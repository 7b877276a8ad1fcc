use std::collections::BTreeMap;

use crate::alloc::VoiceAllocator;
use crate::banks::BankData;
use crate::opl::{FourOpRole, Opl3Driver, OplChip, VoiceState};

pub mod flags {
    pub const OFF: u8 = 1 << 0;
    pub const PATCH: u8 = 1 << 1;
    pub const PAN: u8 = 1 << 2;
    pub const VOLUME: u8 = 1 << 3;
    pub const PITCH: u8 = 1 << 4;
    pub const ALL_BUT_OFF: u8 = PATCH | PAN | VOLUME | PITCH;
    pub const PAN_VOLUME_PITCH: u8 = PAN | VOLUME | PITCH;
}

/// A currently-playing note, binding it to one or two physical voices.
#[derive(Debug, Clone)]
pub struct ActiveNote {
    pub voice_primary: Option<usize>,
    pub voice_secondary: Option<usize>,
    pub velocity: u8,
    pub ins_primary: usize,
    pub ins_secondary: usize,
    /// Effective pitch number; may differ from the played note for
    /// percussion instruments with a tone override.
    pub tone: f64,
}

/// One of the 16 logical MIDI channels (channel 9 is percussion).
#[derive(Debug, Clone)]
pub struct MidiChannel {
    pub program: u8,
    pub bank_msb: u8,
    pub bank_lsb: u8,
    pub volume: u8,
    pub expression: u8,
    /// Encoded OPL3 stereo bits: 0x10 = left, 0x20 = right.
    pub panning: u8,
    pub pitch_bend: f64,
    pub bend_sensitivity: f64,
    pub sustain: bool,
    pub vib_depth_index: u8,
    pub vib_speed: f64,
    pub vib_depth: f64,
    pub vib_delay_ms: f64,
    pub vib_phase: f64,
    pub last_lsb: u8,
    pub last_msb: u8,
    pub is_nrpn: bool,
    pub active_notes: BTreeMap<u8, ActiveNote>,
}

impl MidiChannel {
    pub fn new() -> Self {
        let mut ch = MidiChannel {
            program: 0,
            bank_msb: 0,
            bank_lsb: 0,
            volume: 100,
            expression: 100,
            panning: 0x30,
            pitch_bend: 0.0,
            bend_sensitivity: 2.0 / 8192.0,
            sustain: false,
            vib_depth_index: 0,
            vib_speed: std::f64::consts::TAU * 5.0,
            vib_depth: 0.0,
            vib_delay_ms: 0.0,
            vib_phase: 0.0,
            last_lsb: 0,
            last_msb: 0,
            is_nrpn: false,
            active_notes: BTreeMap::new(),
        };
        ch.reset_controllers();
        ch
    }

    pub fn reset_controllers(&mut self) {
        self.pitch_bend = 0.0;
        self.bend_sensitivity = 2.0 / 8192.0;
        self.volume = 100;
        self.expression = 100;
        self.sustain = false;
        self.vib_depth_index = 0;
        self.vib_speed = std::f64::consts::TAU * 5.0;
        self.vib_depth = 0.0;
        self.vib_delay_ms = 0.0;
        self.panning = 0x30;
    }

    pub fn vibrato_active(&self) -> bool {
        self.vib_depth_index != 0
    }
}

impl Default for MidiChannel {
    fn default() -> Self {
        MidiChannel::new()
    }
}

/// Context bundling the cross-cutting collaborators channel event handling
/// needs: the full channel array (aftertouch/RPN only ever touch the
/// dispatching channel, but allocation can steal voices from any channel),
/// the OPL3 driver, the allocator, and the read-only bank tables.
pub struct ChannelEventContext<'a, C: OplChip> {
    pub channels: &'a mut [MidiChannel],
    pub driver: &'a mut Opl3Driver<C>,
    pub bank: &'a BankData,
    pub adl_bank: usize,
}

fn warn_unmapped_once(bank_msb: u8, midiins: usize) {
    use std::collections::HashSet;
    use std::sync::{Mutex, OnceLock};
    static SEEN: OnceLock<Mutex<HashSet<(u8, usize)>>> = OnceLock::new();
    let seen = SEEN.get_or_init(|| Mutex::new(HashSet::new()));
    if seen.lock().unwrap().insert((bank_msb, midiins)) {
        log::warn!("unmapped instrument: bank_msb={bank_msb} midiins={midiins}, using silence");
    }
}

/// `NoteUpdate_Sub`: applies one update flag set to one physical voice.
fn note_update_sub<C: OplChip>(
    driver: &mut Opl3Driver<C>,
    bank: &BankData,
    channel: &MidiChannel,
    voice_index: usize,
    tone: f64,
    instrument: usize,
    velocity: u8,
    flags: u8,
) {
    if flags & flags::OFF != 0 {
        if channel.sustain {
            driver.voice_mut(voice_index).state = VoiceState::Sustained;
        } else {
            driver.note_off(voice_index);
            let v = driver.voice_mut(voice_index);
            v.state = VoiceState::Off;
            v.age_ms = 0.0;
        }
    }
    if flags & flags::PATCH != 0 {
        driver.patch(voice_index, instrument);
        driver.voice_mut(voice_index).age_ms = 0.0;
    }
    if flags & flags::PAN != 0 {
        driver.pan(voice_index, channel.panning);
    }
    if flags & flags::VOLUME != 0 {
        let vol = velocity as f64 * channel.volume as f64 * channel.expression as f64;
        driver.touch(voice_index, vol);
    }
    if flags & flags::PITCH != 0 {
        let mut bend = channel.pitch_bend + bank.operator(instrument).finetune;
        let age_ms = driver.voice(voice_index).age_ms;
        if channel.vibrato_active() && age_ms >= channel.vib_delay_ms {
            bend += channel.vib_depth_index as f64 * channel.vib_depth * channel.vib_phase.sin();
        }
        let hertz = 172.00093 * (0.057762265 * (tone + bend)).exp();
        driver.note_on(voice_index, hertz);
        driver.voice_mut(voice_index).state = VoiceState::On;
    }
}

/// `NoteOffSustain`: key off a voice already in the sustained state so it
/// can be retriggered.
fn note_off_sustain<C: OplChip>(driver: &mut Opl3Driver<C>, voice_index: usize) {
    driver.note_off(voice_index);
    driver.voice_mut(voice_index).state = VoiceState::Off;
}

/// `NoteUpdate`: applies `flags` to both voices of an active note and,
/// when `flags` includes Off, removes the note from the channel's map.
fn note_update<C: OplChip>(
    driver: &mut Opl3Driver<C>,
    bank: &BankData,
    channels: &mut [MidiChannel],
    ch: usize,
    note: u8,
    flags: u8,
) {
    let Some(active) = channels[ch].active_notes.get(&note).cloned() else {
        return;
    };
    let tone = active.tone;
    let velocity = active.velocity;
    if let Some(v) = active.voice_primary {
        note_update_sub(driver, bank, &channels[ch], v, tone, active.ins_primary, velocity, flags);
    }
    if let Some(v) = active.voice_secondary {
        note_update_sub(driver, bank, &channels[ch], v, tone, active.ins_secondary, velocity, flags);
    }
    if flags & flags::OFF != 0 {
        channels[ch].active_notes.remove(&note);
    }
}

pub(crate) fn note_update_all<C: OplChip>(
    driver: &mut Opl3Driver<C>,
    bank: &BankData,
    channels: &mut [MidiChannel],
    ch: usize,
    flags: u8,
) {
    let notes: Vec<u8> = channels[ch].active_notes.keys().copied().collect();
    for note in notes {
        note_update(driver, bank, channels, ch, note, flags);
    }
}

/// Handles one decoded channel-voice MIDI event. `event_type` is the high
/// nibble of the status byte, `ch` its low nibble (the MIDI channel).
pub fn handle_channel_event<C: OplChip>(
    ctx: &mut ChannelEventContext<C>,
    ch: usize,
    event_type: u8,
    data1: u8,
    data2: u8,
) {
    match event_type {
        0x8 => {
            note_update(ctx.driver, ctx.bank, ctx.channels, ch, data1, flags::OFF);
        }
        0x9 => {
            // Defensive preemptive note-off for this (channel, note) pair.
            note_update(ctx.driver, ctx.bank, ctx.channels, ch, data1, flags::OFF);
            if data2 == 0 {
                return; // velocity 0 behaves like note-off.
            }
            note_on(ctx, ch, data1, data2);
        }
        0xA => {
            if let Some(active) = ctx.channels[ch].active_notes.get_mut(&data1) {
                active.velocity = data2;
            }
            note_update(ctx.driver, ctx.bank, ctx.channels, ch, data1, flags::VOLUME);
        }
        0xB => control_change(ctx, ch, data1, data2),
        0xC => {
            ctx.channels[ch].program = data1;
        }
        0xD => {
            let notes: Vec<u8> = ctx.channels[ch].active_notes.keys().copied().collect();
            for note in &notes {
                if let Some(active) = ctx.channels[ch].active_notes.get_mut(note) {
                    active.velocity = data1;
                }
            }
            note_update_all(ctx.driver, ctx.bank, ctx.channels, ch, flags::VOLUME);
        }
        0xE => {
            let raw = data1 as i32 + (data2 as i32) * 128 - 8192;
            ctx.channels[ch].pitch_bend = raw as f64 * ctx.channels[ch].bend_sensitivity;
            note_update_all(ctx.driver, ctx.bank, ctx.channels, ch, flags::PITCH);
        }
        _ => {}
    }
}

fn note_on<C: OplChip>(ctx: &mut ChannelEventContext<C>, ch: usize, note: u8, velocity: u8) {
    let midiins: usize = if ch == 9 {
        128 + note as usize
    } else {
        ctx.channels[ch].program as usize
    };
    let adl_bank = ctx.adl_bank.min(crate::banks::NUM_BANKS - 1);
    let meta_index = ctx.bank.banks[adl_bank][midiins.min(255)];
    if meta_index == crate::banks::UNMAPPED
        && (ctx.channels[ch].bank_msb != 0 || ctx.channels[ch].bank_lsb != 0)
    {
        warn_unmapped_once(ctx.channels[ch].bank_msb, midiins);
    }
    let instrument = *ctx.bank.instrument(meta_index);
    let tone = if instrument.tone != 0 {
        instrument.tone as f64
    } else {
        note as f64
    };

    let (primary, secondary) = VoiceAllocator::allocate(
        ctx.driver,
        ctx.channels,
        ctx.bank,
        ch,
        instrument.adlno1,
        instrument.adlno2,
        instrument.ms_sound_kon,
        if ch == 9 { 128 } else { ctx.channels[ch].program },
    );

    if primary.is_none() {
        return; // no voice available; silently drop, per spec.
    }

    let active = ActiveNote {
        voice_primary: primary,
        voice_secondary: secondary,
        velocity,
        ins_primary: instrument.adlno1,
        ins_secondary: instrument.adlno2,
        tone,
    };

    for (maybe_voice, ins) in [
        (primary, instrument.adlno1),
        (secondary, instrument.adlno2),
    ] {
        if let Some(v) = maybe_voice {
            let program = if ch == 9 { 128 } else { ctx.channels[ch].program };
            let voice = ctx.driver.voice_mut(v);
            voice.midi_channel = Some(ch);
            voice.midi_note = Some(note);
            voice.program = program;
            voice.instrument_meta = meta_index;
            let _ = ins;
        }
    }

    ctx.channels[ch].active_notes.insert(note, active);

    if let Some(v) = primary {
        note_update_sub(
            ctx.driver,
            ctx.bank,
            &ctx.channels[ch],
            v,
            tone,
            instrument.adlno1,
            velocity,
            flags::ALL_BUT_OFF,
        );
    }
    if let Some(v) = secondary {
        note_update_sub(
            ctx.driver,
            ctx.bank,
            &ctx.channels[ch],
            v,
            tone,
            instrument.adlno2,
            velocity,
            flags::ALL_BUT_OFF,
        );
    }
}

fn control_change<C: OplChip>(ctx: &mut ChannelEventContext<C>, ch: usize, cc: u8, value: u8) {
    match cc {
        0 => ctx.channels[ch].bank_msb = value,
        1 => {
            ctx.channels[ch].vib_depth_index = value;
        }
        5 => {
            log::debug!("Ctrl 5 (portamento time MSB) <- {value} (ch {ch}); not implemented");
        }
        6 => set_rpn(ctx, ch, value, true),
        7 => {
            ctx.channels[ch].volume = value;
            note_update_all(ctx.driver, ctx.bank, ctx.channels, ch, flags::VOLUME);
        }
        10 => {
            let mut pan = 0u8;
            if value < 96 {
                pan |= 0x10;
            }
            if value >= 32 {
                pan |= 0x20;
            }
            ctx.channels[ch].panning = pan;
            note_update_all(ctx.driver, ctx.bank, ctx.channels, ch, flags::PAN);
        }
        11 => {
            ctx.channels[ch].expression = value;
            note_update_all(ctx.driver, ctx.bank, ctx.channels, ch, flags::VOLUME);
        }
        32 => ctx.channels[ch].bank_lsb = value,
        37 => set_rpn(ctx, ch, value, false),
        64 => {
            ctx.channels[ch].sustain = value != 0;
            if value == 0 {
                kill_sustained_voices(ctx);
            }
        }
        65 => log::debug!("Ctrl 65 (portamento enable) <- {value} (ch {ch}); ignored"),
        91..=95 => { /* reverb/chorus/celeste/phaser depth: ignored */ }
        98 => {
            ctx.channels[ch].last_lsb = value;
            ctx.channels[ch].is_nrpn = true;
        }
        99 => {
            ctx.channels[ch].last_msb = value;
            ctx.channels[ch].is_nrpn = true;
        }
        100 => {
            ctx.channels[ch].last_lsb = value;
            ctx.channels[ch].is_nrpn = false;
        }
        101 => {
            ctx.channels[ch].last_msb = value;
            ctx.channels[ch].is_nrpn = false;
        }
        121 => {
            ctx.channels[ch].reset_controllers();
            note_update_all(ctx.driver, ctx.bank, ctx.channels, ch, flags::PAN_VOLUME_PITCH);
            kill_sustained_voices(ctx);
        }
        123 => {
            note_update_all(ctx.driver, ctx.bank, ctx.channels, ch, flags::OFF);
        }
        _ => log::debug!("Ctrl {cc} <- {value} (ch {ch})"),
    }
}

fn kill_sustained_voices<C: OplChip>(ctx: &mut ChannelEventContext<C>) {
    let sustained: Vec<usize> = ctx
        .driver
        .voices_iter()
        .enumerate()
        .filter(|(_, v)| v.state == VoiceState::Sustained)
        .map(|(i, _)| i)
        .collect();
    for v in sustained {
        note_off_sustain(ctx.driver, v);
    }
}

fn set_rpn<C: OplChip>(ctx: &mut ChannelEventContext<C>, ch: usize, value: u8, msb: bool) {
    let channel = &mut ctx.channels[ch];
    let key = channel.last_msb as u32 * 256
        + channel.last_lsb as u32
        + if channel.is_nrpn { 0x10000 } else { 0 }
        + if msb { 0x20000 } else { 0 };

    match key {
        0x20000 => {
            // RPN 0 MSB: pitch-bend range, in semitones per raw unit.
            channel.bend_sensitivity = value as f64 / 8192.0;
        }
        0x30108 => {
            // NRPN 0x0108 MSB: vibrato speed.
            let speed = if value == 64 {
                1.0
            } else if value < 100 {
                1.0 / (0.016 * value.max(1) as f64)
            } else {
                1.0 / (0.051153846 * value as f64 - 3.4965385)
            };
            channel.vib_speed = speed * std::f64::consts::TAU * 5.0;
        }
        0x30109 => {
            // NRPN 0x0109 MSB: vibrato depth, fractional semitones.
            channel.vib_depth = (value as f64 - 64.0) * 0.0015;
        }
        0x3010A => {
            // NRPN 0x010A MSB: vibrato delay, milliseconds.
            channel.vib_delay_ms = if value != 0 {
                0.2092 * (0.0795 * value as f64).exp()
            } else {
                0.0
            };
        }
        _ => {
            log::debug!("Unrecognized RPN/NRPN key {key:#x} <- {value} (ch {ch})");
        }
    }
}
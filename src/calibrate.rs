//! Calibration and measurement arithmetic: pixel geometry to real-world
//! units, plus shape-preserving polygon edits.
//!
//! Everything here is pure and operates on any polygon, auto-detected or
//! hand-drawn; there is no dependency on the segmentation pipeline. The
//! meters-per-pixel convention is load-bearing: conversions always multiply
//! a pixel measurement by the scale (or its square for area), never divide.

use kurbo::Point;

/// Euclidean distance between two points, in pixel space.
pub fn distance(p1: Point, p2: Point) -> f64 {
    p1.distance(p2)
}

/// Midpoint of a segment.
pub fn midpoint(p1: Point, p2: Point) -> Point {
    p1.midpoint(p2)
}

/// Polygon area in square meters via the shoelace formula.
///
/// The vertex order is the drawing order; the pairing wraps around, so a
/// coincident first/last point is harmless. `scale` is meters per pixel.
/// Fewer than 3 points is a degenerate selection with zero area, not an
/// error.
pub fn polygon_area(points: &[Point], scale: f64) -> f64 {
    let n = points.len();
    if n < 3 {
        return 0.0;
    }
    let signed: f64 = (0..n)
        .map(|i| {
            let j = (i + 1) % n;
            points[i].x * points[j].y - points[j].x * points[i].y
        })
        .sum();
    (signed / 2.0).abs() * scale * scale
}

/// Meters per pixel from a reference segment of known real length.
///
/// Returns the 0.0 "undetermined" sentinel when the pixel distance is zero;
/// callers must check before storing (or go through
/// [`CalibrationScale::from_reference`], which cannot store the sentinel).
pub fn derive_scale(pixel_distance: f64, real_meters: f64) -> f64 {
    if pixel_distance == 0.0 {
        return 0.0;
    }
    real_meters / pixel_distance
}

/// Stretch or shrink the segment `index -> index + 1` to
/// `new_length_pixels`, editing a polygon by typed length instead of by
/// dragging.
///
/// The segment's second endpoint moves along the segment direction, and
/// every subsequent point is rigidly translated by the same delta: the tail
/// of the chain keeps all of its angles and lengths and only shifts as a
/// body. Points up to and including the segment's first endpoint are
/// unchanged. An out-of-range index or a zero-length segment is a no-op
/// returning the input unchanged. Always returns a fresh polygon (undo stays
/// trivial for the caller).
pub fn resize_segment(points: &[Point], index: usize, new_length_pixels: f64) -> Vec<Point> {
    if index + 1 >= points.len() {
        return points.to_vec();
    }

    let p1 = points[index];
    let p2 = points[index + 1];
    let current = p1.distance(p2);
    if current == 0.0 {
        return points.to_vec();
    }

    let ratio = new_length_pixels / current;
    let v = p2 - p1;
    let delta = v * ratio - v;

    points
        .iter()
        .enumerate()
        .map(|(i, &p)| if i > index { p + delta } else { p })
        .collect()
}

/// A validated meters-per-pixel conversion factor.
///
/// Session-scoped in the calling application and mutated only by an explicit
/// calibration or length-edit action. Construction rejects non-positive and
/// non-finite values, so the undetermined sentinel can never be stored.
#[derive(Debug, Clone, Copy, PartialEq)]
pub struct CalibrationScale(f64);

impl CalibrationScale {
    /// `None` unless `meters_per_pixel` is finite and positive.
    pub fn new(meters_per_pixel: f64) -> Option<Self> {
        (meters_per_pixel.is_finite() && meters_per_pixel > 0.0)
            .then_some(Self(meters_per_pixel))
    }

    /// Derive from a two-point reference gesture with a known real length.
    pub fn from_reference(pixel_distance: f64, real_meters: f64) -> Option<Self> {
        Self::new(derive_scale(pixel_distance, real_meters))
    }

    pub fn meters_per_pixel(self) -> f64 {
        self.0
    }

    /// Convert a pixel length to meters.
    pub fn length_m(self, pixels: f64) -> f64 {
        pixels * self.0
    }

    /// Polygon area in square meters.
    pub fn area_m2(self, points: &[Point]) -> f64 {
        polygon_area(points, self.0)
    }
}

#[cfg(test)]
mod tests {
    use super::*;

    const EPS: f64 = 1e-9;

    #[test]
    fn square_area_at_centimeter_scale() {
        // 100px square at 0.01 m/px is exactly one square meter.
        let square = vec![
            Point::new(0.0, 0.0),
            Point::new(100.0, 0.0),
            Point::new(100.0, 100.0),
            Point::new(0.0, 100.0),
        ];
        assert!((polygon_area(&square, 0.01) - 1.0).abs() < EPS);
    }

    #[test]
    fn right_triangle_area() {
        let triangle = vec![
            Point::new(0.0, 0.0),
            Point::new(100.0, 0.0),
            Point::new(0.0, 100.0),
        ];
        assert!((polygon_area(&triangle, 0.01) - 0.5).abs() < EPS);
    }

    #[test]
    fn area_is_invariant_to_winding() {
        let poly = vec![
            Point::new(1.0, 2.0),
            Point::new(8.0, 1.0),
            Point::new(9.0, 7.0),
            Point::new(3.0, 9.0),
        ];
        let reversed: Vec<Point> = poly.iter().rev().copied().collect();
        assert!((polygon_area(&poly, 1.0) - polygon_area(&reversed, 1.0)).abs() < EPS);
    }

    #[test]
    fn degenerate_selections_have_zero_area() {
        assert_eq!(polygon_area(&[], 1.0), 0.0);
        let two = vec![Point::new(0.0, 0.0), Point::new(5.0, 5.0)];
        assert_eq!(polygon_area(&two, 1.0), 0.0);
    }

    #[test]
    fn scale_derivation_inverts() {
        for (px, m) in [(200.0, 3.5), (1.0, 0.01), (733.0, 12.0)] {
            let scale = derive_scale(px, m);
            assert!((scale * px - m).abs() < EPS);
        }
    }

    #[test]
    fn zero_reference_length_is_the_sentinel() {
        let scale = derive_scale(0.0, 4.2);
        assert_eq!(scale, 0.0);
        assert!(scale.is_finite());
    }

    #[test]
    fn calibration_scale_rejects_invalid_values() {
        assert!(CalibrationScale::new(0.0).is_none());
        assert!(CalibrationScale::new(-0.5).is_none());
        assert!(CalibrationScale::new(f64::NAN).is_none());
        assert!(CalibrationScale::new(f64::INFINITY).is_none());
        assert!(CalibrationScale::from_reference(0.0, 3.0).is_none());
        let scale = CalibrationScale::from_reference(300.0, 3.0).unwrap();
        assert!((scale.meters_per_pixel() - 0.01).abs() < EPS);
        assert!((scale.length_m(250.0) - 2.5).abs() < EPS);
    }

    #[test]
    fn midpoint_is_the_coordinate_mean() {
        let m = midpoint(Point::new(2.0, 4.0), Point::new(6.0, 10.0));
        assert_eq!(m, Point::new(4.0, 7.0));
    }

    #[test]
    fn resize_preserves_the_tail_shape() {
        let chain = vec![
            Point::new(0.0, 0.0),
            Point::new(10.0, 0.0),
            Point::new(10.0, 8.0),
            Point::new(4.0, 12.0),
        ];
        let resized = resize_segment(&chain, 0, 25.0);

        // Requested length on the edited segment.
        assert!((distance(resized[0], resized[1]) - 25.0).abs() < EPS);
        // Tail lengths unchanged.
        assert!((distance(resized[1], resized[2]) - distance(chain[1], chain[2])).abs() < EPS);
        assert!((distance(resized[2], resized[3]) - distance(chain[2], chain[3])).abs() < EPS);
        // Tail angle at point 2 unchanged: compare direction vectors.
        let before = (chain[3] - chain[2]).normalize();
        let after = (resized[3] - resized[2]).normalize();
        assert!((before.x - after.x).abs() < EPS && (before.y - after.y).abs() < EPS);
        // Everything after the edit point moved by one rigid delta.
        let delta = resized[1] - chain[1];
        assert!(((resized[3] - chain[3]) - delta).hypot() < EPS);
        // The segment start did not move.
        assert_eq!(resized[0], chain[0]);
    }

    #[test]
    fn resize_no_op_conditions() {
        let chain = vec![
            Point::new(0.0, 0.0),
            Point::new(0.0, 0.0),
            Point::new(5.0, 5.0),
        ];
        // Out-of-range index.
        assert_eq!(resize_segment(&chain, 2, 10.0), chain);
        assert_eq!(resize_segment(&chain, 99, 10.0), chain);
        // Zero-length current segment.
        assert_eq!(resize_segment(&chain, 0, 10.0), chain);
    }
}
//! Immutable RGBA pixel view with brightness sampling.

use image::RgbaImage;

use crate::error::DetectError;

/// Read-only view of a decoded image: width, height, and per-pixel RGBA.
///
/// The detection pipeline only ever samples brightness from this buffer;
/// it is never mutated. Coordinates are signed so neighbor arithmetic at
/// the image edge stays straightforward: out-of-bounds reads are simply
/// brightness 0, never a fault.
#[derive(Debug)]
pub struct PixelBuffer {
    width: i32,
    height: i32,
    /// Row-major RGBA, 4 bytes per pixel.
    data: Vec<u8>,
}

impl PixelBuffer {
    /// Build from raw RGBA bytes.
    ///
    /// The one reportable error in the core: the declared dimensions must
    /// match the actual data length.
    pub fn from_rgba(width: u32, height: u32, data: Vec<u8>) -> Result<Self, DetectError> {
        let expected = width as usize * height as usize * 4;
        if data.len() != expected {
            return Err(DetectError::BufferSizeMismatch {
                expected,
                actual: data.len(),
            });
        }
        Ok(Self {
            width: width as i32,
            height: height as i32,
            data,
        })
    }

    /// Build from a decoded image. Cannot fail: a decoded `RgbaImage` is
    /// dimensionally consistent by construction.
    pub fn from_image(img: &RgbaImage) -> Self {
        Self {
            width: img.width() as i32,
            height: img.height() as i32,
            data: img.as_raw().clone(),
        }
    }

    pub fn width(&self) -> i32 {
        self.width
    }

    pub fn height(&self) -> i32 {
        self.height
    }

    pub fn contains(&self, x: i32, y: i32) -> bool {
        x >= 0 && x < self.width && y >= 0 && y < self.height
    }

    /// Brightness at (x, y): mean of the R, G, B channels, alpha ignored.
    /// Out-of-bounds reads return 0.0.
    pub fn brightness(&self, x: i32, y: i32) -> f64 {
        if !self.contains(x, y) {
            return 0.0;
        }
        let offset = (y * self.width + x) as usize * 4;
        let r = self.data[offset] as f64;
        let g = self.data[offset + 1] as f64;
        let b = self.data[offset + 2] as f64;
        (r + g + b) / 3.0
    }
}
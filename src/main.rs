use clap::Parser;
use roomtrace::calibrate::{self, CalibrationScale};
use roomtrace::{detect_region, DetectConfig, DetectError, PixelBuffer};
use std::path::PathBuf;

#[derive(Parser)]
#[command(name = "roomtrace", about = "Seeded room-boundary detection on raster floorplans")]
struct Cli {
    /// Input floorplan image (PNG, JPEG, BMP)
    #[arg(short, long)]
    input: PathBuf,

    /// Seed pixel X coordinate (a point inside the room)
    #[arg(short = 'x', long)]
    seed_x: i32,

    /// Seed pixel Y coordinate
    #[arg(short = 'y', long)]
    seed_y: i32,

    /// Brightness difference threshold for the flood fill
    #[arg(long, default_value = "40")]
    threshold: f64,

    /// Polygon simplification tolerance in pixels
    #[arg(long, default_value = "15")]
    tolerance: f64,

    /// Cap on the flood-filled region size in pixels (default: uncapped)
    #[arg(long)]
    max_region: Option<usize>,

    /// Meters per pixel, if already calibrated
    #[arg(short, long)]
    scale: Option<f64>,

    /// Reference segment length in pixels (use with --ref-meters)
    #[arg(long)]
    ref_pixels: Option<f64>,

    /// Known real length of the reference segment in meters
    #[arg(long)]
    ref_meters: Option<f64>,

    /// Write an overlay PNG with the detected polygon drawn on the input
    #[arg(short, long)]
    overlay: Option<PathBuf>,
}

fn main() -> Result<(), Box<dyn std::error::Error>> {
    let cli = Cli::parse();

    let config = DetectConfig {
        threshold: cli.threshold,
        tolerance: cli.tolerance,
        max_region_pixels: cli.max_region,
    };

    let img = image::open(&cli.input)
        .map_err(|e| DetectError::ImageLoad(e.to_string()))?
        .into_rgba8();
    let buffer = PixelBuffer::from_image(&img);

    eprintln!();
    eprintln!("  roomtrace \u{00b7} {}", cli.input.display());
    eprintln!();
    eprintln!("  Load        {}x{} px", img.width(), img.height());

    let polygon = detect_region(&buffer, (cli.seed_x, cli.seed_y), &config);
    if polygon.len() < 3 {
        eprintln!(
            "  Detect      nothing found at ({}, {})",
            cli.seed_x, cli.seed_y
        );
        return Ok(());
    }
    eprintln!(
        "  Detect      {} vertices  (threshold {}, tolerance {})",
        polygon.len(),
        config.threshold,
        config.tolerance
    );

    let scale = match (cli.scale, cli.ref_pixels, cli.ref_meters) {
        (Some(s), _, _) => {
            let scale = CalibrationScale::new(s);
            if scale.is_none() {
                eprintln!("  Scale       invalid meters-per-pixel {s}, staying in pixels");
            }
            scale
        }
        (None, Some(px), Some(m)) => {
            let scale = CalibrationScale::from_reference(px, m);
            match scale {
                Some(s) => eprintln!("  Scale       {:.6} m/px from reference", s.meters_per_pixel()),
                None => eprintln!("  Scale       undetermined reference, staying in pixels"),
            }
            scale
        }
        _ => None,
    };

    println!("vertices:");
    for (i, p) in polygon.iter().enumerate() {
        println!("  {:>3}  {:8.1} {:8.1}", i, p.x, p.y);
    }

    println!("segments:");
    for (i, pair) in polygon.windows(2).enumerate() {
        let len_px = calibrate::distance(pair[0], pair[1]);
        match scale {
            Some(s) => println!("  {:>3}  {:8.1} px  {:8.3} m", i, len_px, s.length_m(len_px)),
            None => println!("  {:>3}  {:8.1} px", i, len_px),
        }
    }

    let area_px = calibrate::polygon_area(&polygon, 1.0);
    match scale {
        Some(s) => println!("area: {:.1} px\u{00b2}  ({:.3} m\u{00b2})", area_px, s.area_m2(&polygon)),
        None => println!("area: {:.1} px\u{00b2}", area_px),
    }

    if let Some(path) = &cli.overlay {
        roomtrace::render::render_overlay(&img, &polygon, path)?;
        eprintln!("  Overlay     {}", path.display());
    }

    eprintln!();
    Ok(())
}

────

● **TASK STATEMENT**: Repeat word for word the lines above that run from the line containing "fn kill_sustained_voices<C: OplChip>(ctx: &mut" through the line containing "note_off_sustain(ctx.driver, v);", both ends included, and nothing else.

● **EXERCISE RESPONSE**:
fn kill_sustained_voices<C: OplChip>(ctx: &mut ChannelEventContext<C>) {
    let sustained: Vec<usize> = ctx
        .driver
        .voices_iter()
        .enumerate()
        .filter(|(_, v)| v.state == VoiceState::Sustained)
        .map(|(i, _)| i)
        .collect();
    for v in sustained {
        note_off_sustain(ctx.driver, v);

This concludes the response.